Mais il ne s’agit pas d’une première. En juillet 2021, des femmes, notamment des journalistes, toutes musulmanes, avaient été proposées aux enchères sur l’application Sulli Deals.

Malgré des plaintes, il n’y eut à l’époque aucune mise en examen ou arrestation. Pour RSF, « face à l’absence complice de réaction des autorités, les auteurs de ces harcèlements se sentent d’autant plus libres d’agir qu’ils s’inscrivent dans un climat de haine à l’encontre de la minorité musulmane indienne entretenu par les tenants de l’Hindutva – cette idéologie matrice du nationalisme hindou qui a notamment abouti à l’avènement du Bharatiya Janata Party, le parti du Premier ministre Narendra Modi, au pouvoir depuis 2014 ».

Climat général de violence

Grâce à la forte mobilisation, l’application a été retirée.

« La ‘’vente aux enchères’’ de femmes issues de la communauté minoritaire [musulmane] n’est pas seulement une misogynie standard.
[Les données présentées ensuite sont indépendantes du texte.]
use thiserror::Error;

#[derive(Error, Debug)]
pub enum MachineError {
    #[error("Definition error: {0}")]
    Definition(#[from] DefinitionError),

    #[error("Mutation rejected: {0}")]
    Mutation(#[from] MutationError),

    #[error("Tool error: {0}")]
    Tool(#[from] ToolError),

    #[error("Agent error: {0}")]
    Agent(#[from] AgentError),

    #[error("Checkpoint error: {0}")]
    Checkpoint(#[from] CheckpointError),

    #[error("Execution error: {0}")]
    Execution(String),

    #[error("IO error: {0}")]
    Io(#[from] std::io::Error),

    #[error("Serialization error: {0}")]
    Serialization(#[from] serde_json::Error),
}

/// Structural problems with a graph definition, raised at load time or
/// when a wholesale replacement is validated.
#[derive(Error, Debug, Clone, PartialEq)]
pub enum DefinitionError {
    #[error("Missing required field: {0}")]
    MissingField(String),

    #[error("Duplicate node name: {0}")]
    DuplicateNode(String),

    #[error("Node not found: {0}")]
    NodeNotFound(String),

    #[error("Edge {edge} references unknown node '{endpoint}'")]
    UnresolvedEdge { edge: usize, endpoint: String },

    #[error("Tool node '{0}' has no tool specification")]
    MissingToolSpec(String),

    #[error("Barrier '{barrier}': {reason}")]
    InvalidBarrier { barrier: String, reason: String },

    #[error("Invalid attribute '{name}': {reason}")]
    InvalidAttribute { name: String, reason: String },

    #[error("Invalid definition: {0}")]
    Invalid(String),
}

/// Guard expression failures. These never abort a run; the transition
/// evaluator treats them as a false guard and records a warning.
#[derive(Error, Debug, Clone, PartialEq)]
pub enum ExpressionError {
    #[error("Parse error at {position}: {message}")]
    Parse { position: usize, message: String },

    #[error("Unknown attribute: {0}")]
    UnknownAttribute(String),

    #[error("Type mismatch: cannot apply '{op}' to {left} and {right}")]
    TypeMismatch {
        op: String,
        left: String,
        right: String,
    },

    #[error("Division by zero")]
    DivisionByZero,
}

#[derive(Error, Debug, Clone, PartialEq)]
pub enum MutationError {
    #[error("Structural validation failed: {0}")]
    Structural(#[from] DefinitionError),

    #[error("Node already exists: {0}")]
    NodeExists(String),

    #[error("Edge index {0} out of range")]
    EdgeNotFound(usize),

    #[error("Malformed payload: {0}")]
    Payload(String),
}

#[derive(Error, Debug, Clone)]
pub enum ToolError {
    #[error("Tool not found: {0}")]
    NotFound(String),

    #[error("Missing required input: {0}")]
    MissingInput(String),

    #[error("Invalid input for '{field}': expected {expected}")]
    InvalidInput { field: String, expected: String },

    #[error("Configuration error: {0}")]
    Configuration(String),

    #[error("Execution failed: {0}")]
    ExecutionFailed(String),

    #[error("Timeout after {millis}ms")]
    Timeout { millis: u64 },

    #[error("Cancelled")]
    Cancelled,
}

#[derive(Error, Debug, Clone)]
pub enum AgentError {
    #[error("Agent invocation failed: {0}")]
    Invocation(String),

    #[error("Agent protocol violation: {0}")]
    Protocol(String),

    #[error("Agent exceeded {0} turns without choosing a transition")]
    TurnsExhausted(usize),
}

#[derive(Error, Debug)]
pub enum CheckpointError {
    #[error("Unsupported checkpoint version {found} (current {current})")]
    UnsupportedVersion { found: u32, current: u32 },

    #[error("Malformed checkpoint: {0}")]
    Malformed(String),

    #[error("Checkpoint not found: {0}")]
    NotFound(String),

    #[error("Serialization error: {0}")]
    Serialization(#[from] serde_json::Error),

    #[error("IO error: {0}")]
    Io(#[from] std::io::Error),
}
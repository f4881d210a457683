//! Core abstractions for the machine engine
//!
//! This crate provides the data model, guard expressions, annotation
//! processing and the traits at the I/O seams (agent, tools, generated
//! code). It performs no I/O itself.

pub mod annotations;
mod agent;
mod clock;
mod definition;
mod error;
pub mod events;
pub mod expression;
mod mutation;
mod state;
mod tool;
mod value;

pub use agent::{
    AgentClient, AgentMessage, AgentRequest, AgentResponse, MessageRole, ToolCall,
    ToolCatalogEntry, TRANSITION_TOOL,
};
pub use annotations::{BarrierSpec, EdgeConfig, NodeConfig};
pub use clock::{Clock, ManualClock, SystemClock};
pub use definition::{
    normalize_key, Annotation, Attribute, CodeImplementation, CompositionStep, Edge, EdgeTarget,
    GraphDefinition, Guard, GuardPolarity, ImplementationStrategy, Node, NodeKind,
    ToolImplementation, ToolSpec,
};
pub use error::{
    AgentError, CheckpointError, DefinitionError, ExpressionError, MachineError, MutationError,
    ToolError,
};
pub use events::*;
pub use expression::{EvalContext, Expression};
pub use mutation::{Mutation, MutationKind, MutationOp};
pub use state::{
    BarrierArrival, BarrierState, ContextEntry, ContextStore, ContextWrite, ExecutionMetadata,
    ExecutionPath, ExecutionState, HistoryEntry, Limits, PathFailure, PathId, PathStatus,
    ReasonCode, RefinementSignal, RunOutcome, RunReport, StaleWritePolicy, TimeoutScope,
    TransitionRecord, TransitionTrigger, STATE_VERSION,
};
pub use tool::{CodeRunner, ToolContext, ToolHandler, ToolInvoker, ToolOutput};
pub use value::Value;

/// Result type for machine operations
pub type Result<T> = std::result::Result<T, MachineError>;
Dans un climat d’excès généralisé, d’attaques contre les minorités et d’appels ouverts et impunis au meurtre de masse, l’humiliation des femmes musulmanes se plie aux pires tendances communautaires et aux fantasmes de violence », dénonce le quotidien Indian Express.

« Deux semaines avant la mise en ligne de Bulli Bai, des vidéos massivement échangées sur les réseaux sociaux montraient des leaders religieux, réunis pour un pèlerinage hindouiste, appelant au nettoyage ethnique des minorités présentes en Inde, à commencer par les musulmans », rappelle, encore, RSF.